(Saved data entries)
= = = = =
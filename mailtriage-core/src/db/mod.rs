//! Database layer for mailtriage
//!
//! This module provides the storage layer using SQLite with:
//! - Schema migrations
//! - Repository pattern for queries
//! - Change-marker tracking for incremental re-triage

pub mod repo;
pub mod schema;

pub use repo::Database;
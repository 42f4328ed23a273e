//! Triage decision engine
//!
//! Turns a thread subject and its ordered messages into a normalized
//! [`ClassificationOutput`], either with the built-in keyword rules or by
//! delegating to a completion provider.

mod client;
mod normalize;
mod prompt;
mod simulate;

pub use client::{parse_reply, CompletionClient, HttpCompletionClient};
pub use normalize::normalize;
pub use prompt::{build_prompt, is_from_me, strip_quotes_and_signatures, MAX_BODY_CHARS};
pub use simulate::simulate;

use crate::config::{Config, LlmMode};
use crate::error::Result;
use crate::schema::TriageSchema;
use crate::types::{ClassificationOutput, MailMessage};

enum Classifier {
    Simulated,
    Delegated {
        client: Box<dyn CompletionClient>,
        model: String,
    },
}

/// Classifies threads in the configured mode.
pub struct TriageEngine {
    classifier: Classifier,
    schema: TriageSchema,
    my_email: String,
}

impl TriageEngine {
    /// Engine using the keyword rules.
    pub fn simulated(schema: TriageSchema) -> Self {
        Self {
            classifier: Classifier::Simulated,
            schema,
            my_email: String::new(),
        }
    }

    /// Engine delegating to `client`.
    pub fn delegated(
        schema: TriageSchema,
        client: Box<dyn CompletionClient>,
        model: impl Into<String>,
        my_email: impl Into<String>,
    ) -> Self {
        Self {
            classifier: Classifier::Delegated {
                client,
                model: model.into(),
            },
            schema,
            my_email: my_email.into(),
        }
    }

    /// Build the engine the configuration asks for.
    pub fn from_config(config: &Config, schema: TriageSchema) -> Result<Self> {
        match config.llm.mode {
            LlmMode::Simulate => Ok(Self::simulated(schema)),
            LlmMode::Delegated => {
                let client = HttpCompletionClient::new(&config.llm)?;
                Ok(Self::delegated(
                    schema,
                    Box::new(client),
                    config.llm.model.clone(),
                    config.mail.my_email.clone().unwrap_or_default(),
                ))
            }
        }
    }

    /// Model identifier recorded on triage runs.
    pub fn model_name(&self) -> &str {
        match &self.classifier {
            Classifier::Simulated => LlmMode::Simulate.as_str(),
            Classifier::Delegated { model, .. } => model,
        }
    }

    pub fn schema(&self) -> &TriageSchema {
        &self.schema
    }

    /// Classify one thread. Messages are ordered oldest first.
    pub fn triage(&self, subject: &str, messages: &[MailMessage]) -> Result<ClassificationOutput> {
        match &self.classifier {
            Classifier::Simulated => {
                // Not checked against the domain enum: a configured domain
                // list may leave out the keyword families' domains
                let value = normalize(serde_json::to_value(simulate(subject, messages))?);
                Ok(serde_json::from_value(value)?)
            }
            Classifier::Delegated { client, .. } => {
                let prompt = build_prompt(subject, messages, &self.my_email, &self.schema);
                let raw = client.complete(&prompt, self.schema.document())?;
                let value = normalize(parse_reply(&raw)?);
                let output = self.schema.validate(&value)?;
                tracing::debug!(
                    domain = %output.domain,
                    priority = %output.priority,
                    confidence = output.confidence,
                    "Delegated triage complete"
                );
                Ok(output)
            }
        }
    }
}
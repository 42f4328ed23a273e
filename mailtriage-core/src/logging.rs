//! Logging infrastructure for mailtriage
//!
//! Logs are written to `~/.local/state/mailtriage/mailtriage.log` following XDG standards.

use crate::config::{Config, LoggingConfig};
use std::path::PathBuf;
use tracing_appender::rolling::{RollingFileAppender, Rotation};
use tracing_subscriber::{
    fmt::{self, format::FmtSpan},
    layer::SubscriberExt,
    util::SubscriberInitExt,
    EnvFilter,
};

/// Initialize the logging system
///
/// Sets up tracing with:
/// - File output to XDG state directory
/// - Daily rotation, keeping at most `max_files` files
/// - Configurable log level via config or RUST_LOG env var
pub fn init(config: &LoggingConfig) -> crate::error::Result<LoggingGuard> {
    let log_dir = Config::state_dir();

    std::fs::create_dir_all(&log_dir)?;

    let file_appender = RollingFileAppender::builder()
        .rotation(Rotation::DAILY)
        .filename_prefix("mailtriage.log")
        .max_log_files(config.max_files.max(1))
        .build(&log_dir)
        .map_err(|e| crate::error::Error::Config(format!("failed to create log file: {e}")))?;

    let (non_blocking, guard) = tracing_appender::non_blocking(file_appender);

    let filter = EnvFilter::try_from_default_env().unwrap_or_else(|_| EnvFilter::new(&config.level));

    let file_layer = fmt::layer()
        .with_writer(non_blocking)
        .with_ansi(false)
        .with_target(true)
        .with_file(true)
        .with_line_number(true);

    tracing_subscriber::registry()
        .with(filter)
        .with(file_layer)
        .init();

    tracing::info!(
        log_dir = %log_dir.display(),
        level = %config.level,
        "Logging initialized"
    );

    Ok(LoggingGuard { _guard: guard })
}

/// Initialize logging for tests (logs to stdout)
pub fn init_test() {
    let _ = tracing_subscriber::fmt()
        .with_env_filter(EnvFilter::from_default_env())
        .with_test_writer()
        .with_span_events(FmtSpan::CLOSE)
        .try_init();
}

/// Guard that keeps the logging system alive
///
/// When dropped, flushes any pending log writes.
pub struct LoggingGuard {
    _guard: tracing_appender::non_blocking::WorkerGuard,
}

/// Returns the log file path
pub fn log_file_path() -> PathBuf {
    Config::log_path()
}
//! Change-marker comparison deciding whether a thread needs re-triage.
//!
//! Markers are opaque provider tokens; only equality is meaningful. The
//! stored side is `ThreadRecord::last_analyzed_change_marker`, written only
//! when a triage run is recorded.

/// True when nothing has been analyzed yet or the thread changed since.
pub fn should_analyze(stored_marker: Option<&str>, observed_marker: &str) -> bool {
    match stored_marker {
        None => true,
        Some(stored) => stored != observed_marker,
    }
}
= = = = =
[Your assignment] Could you output each line above exactly as it was given?

[Expected output]
filename mailtriage-core/src/db/mod.rs
//! Database layer for mailtriage
//!
//! This module provides the storage layer using SQLite with:
//! - Schema migrations
//! - Repository pattern for queries
//! - Change-marker tracking for incremental re-triage

pub mod repo;
pub mod schema;

pub use repo::Database;
repository 42f4328ed23a273e
//! Triage decision engine
//!
//! Turns a thread subject and its ordered messages into a normalized
//! [`ClassificationOutput`], either with the built-in keyword rules or by
//! delegating to a completion provider.

mod client;
mod normalize;
mod prompt;
mod simulate;

pub use client::{parse_reply, CompletionClient, HttpCompletionClient};
pub use normalize::normalize;
pub use prompt::{build_prompt, is_from_me, strip_quotes_and_signatures, MAX_BODY_CHARS};
pub use simulate::simulate;

use crate::config::{Config, LlmMode};
use crate::error::Result;
use crate::schema::TriageSchema;
use crate::types::{ClassificationOutput, MailMessage};

enum Classifier {
    Simulated,
    Delegated {
        client: Box<dyn CompletionClient>,
        model: String,
    },
}

/// Classifies threads in the configured mode.
pub struct TriageEngine {
    classifier: Classifier,
    schema: TriageSchema,
    my_email: String,
}

impl TriageEngine {
    /// Engine using the keyword rules.
    pub fn simulated(schema: TriageSchema) -> Self {
        Self {
            classifier: Classifier::Simulated,
            schema,
            my_email: String::new(),
        }
    }

    /// Engine delegating to `client`.
    pub fn delegated(
        schema: TriageSchema,
        client: Box<dyn CompletionClient>,
        model: impl Into<String>,
        my_email: impl Into<String>,
    ) -> Self {
        Self {
            classifier: Classifier::Delegated {
                client,
                model: model.into(),
            },
            schema,
            my_email: my_email.into(),
        }
    }

    /// Build the engine the configuration asks for.
    pub fn from_config(config: &Config, schema: TriageSchema) -> Result<Self> {
        match config.llm.mode {
            LlmMode::Simulate => Ok(Self::simulated(schema)),
            LlmMode::Delegated => {
                let client = HttpCompletionClient::new(&config.llm)?;
                Ok(Self::delegated(
                    schema,
                    Box::new(client),
                    config.llm.model.clone(),
                    config.mail.my_email.clone().unwrap_or_default(),
                ))
            }
        }
    }

    /// Model identifier recorded on triage runs.
    pub fn model_name(&self) -> &str {
        match &self.classifier {
            Classifier::Simulated => LlmMode::Simulate.as_str(),
            Classifier::Delegated { model, .. } => model,
        }
    }

    pub fn schema(&self) -> &TriageSchema {
        &self.schema
    }

    /// Classify one thread. Messages are ordered oldest first.
    pub fn triage(&self, subject: &str, messages: &[MailMessage]) -> Result<ClassificationOutput> {
        match &self.classifier {
            Classifier::Simulated => {
                // Not checked against the domain enum: a configured domain
                // list may leave out the keyword families' domains
                let value = normalize(serde_json::to_value(simulate(subject, messages))?);
                Ok(serde_json::from_value(value)?)
            }
            Classifier::Delegated { client, .. } => {
                let prompt = build_prompt(subject, messages, &self.my_email, &self.schema);
                let raw = client.complete(&prompt, self.schema.document())?;
                let value = normalize(parse_reply(&raw)?);
                let output = self.schema.validate(&value)?;
                tracing::debug!(
                    domain = %output.domain,
                    priority = %output.priority,
                    confidence = output.confidence,
                    "Delegated triage complete"
                );
                Ok(output)
            }
        }
    }
}
repository 42f4328ed23a273e
filename mailtriage-core/src/logging.rs
//! Logging infrastructure for mailtriage
//!
//! Logs are written to `~/.local/state/mailtriage/mailtriage.log` following XDG standards.

use crate::config::{Config, LoggingConfig};
use std::path::PathBuf;
use tracing_appender::rolling::{RollingFileAppender, Rotation};
use tracing_subscriber::{
    fmt::{self, format::FmtSpan},
    layer::SubscriberExt,
    util::SubscriberInitExt,
    EnvFilter,
};

/// Initialize the logging system
///
/// Sets up tracing with:
/// - File output to XDG state directory
/// - Daily rotation, keeping at most `max_files` files
/// - Configurable log level via config or RUST_LOG env var
pub fn init(config: &LoggingConfig) -> crate::error::Result<LoggingGuard> {
    let log_dir = Config::state_dir();

    std::fs::create_dir_all(&log_dir)?;

    let file_appender = RollingFileAppender::builder()
        .rotation(Rotation::DAILY)
        .filename_prefix("mailtriage.log")
        .max_log_files(config.max_files.max(1))
        .build(&log_dir)
        .map_err(|e| crate::error::Error::Config(format!("failed to create log file: {e}")))?;

    let (non_blocking, guard) = tracing_appender::non_blocking(file_appender);

    let filter = EnvFilter::try_from_default_env().unwrap_or_else(|_| EnvFilter::new(&config.level));

    let file_layer = fmt::layer()
        .with_writer(non_blocking)
        .with_ansi(false)
        .with_target(true)
        .with_file(true)
        .with_line_number(true);

    tracing_subscriber::registry()
        .with(filter)
        .with(file_layer)
        .init();

    tracing::info!(
        log_dir = %log_dir.display(),
        level = %config.level,
        "Logging initialized"
    );

    Ok(LoggingGuard { _guard: guard })
}

/// Initialize logging for tests (logs to stdout)
pub fn init_test() {
    let _ = tracing_subscriber::fmt()
        .with_env_filter(EnvFilter::from_default_env())
        .with_test_writer()
        .with_span_events(FmtSpan::CLOSE)
        .try_init();
}

/// Guard that keeps the logging system alive
///
/// When dropped, flushes any pending log writes.
pub struct LoggingGuard {
    _guard: tracing_appender::non_blocking::WorkerGuard,
}

/// Returns the log file path
pub fn log_file_path() -> PathBuf {
    Config::log_path()
}
//! Change-marker comparison deciding whether a thread needs re-triage.
//!
//! Markers are opaque provider tokens; only equality is meaningful. The
//! stored side is `ThreadRecord::last_analyzed_change_marker`, written only
//! when a triage run is recorded.

/// True when nothing has been analyzed yet or the thread changed since.
pub fn should_analyze(stored_marker: Option<&str>, observed_marker: &str) -> bool {
    match stored_marker {
        None => true,
        Some(stored) => stored != observed_marker,
    }
}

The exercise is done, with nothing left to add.